### LISTED ENTRIES ###
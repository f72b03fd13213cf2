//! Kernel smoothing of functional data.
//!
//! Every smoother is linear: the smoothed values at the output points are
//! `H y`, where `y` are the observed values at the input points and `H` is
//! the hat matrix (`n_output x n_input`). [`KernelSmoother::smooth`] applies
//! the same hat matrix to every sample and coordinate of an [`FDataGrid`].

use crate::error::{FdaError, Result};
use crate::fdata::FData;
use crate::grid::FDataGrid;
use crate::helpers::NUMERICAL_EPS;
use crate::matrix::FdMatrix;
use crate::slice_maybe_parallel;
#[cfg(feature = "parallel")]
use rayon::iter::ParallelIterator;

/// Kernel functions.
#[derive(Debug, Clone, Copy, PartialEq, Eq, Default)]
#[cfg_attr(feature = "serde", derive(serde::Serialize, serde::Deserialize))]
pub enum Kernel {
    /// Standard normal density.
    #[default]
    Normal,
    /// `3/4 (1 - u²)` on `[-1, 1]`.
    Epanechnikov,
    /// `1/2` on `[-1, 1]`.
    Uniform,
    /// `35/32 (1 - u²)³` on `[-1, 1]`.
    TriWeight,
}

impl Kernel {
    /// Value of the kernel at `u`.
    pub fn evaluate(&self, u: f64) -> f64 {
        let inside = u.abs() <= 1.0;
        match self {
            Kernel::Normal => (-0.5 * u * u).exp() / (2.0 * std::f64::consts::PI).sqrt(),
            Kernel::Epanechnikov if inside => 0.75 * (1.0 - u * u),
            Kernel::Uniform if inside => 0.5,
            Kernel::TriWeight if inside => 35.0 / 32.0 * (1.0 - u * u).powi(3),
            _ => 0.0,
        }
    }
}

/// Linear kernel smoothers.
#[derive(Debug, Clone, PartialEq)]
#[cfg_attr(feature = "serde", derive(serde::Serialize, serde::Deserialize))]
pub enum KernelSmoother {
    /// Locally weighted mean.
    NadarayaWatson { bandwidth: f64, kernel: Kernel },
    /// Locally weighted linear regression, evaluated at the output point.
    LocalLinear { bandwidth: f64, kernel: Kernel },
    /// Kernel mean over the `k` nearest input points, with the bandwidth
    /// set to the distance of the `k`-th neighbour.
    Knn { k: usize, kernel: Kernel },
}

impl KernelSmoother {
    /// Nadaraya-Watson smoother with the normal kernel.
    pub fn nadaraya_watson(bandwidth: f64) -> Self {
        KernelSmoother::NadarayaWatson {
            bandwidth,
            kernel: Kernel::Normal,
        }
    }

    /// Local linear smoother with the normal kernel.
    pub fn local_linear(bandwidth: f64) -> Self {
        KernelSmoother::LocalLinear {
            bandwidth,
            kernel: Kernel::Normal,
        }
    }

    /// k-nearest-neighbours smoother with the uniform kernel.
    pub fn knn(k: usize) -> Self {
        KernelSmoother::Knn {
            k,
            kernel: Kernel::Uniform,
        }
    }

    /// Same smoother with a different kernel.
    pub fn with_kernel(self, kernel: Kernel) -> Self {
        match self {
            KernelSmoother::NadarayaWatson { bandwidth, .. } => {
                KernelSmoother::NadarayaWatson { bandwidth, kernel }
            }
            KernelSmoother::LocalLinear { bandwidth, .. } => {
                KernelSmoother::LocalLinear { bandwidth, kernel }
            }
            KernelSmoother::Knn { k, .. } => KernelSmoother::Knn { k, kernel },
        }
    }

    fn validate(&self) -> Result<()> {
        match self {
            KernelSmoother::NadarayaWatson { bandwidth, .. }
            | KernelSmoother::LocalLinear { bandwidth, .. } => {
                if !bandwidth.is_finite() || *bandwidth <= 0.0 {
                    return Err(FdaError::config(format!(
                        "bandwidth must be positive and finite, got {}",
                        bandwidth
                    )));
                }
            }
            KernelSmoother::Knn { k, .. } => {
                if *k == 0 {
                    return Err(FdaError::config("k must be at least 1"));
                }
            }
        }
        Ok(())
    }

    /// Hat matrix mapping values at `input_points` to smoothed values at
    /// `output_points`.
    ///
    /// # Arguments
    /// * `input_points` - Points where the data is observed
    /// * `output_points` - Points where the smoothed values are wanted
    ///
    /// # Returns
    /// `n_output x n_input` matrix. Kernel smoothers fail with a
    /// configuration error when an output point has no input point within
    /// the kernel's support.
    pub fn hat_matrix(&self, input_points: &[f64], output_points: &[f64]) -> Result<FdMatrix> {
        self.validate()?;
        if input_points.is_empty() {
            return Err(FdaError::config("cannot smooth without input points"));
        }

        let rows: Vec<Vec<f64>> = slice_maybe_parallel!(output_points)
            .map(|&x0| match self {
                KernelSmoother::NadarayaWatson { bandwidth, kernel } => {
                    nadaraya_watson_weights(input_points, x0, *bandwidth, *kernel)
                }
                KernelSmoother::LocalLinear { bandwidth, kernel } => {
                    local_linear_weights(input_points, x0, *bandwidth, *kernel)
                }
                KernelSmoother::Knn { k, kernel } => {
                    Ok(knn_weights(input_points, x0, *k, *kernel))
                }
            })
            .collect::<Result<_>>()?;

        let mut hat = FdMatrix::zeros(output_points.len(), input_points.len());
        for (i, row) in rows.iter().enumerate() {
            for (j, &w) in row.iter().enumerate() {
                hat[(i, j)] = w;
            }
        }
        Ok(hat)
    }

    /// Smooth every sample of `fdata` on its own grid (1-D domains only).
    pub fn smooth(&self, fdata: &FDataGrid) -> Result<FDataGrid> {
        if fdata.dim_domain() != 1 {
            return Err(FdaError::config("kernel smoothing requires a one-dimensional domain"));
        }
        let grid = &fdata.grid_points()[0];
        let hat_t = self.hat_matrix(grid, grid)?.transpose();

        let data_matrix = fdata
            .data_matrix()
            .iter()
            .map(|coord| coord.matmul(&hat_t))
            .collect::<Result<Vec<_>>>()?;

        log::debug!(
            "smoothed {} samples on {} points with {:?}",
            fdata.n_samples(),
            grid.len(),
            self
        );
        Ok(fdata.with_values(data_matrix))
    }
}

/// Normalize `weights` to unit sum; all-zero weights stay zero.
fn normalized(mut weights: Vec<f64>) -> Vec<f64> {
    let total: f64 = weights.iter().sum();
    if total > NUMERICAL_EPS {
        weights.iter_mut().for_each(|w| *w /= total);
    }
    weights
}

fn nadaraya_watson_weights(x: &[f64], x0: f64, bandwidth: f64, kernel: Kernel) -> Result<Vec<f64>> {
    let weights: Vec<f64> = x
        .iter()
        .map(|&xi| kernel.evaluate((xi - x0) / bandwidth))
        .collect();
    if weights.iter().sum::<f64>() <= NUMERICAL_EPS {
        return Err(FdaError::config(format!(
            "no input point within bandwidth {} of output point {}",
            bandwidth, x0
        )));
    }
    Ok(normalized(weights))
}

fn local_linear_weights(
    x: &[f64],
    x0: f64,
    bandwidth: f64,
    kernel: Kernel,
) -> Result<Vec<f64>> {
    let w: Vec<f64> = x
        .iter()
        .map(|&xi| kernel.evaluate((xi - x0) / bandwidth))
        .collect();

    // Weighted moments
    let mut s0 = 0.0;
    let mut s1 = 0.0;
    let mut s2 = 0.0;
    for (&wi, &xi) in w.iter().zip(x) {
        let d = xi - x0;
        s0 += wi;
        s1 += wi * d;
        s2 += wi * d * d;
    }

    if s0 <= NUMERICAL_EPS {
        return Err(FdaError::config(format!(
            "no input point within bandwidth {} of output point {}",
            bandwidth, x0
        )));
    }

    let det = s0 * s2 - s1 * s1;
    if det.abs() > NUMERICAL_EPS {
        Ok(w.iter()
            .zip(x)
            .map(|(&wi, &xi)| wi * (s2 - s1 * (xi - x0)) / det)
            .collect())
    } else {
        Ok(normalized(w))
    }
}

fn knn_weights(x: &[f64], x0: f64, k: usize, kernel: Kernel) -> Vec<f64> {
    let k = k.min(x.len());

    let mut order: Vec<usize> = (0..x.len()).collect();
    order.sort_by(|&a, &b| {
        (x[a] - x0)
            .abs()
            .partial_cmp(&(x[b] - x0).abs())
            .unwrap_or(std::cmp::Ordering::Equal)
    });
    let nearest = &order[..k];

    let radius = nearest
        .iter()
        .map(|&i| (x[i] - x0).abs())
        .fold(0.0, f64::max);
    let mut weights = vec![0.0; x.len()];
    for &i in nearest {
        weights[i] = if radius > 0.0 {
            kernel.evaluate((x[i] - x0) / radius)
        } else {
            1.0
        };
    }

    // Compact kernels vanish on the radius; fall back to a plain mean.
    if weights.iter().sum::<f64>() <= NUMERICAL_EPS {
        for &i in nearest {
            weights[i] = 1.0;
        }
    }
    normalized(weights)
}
###
**REQUIREMENT**
The answer should be the exact lines running from the line containing "let mut order: Vec<usize>" to the last line of the entries, with nothing else.

**OUTPUT FOR THIS TASK**
    let mut order: Vec<usize> = (0..x.len()).collect();
    order.sort_by(|&a, &b| {
        (x[a] - x0)
            .abs()
            .partial_cmp(&(x[b] - x0).abs())
            .unwrap_or(std::cmp::Ordering::Equal)
    });
    let nearest = &order[..k];

    let radius = nearest
        .iter()
        .map(|&i| (x[i] - x0).abs())
        .fold(0.0, f64::max);
    let mut weights = vec![0.0; x.len()];
    for &i in nearest {
        weights[i] = if radius > 0.0 {
            kernel.evaluate((x[i] - x0) / radius)
        } else {
            1.0
        };
    }

    // Compact kernels vanish on the radius; fall back to a plain mean.
    if weights.iter().sum::<f64>() <= NUMERICAL_EPS {
        for &i in nearest {
            weights[i] = 1.0;
        }
    }
    normalized(weights)
}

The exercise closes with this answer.